And it happened one time after the tree was grown, there were messengers of the Tuatha de Danaan going through the wood of Dubhros.  And they heard a great noise of birds and of bees, and they went where the noise was, and they saw the beautiful Druid tree.  They went back then and told what they had seen, and all the chief men of the Tuatha de Danaan when they heard it knew the tree must have grown from a berry of the Land of the Ever-Living Living Ones.  And they enquired among all their people, till they knew it was a young man of them, that was a musician, had dropped the berry.

And it is what they agreed, to send him in search of a man of Lochlann that would guard the tree by day and sleep in it by night.  And the women of the Sidhe were very downhearted to see him going from them, for there was no harper could play half so sweetly on his harp as he could play on an ivy leaf.

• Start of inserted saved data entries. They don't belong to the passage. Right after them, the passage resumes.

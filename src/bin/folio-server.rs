// ABOUTME: Server binary: config + logging init, database migration, resource wiring
// ABOUTME: Refuses to start when the JWT signing secret is unset
//
// Licensed under either of Apache License, Version 2.0 or MIT License at your option.

//! # Portfolio Backend Server Binary
//!
//! Starts the REST API with authentication, content storage and contact-form
//! notifications.

use anyhow::Result;
use clap::Parser;
use folio_server::{
    auth::AuthManager,
    config::ServerConfig,
    database::Database,
    logging,
    notifications::Mailer,
    server::{Server, ServerResources},
};
use std::sync::Arc;
use tracing::{info, warn};

#[derive(Parser)]
#[command(name = "folio-server")]
#[command(about = "Folio - REST backend for a personal portfolio site")]
pub struct Args {
    /// Override HTTP port
    #[arg(long)]
    http_port: Option<u16>,
}

#[tokio::main]
async fn main() -> Result<()> {
    let args = Args::parse();

    // Configuration load fails hard on a missing JWT secret: the server must
    // refuse to start rather than issue unsigned tokens.
    let mut config = ServerConfig::from_env().map_err(|e| anyhow::anyhow!(e.to_string()))?;
    if let Some(http_port) = args.http_port {
        config.http_port = http_port;
    }

    logging::init_from_env()?;

    info!("Starting Folio portfolio backend");
    info!("{}", config.summary());

    let database = Database::new(&config.database_url.to_connection_string()).await?;
    info!("Database initialized: {}", config.database_url);

    let auth_manager = AuthManager::new(config.auth.jwt_secret.as_bytes());
    info!("Authentication manager initialized");

    let mailer = match &config.smtp {
        Some(smtp) => match Mailer::new(smtp.clone()) {
            Ok(mailer) => {
                info!("Contact-form notifications enabled via {}", smtp.host);
                Some(mailer)
            }
            Err(e) => {
                warn!("SMTP configuration rejected, mail disabled: {e}");
                None
            }
        },
        None => {
            info!("SMTP not configured, contact-form notifications disabled");
            None
        }
    };

    let port = config.http_port;
    let resources = Arc::new(ServerResources::new(
        database,
        auth_manager,
        mailer,
        Arc::new(config),
    ));

    display_available_endpoints(port);

    let server = Server::new(resources);
    server.run(port).await
}

/// Display the API surface at startup
fn display_available_endpoints(port: u16) {
    info!("Available endpoints on port {port}:");
    info!("  GET    /health");
    info!("  POST   /api/v1/admin/register");
    info!("  POST   /api/v1/admin/login");
    info!("  GET    /api/v1/admin/profile");
    info!("  PUT    /api/v1/admin/profile");
    info!("  PUT    /api/v1/admin/change-password");
    info!("  GET    /api/v1/admin/all");
    info!("  GET    /api/v1/admin/dashboard-stats");
    info!("  POST   /api/v1/user/register");
    info!("  POST   /api/v1/user/login");
    info!("  GET    /api/v1/user/profile");
    info!("  GET    /api/v1/portfolio/projects");
    info!("  GET    /api/v1/portfolio/projects/:id");
    info!("  POST   /api/v1/portfolio/contact");
    info!("  GET    /api/v1/portfolio/skills");
    info!("  GET    /api/v1/portfolio/experience");
    info!("  *      /api/v1/portfolio/admin/... (token required)");
}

He went on then till he came to Lochlann, and he sat down on a bank and sleep came on him.  And he slept till the rising of the sun on the morrow; and when he awoke he saw a very big man coming towards him, that asked him who was he.  “I am a messenger from the Men of Dea,” he said; “and I am come looking for some very strong man that would be willing to guard a Druid tree that is in the wood of Dubhros.  And here are some of the berries he will be eating from morning to night,” he said.

And when the big man had tasted the berries, he said:  “I will go and guard all the trees of the wood to get those berries.”

And his name was the Searbhan Lochlannach, the Surly One of Lochlann.  Very black and ugly he was, having crooked teeth, and one eye only in the middle of his forehead.  And he had a thick collar of iron around his body, and it was in the prophecy that he would never die till there would be three strokes of the iron club he had, struck upon himself.  And he slept in the tree by night and stopped near it in the daytime, and he made a wilderness of the whole district about him, and none of the Fianna dared go hunt there because of the dread of him that was on them.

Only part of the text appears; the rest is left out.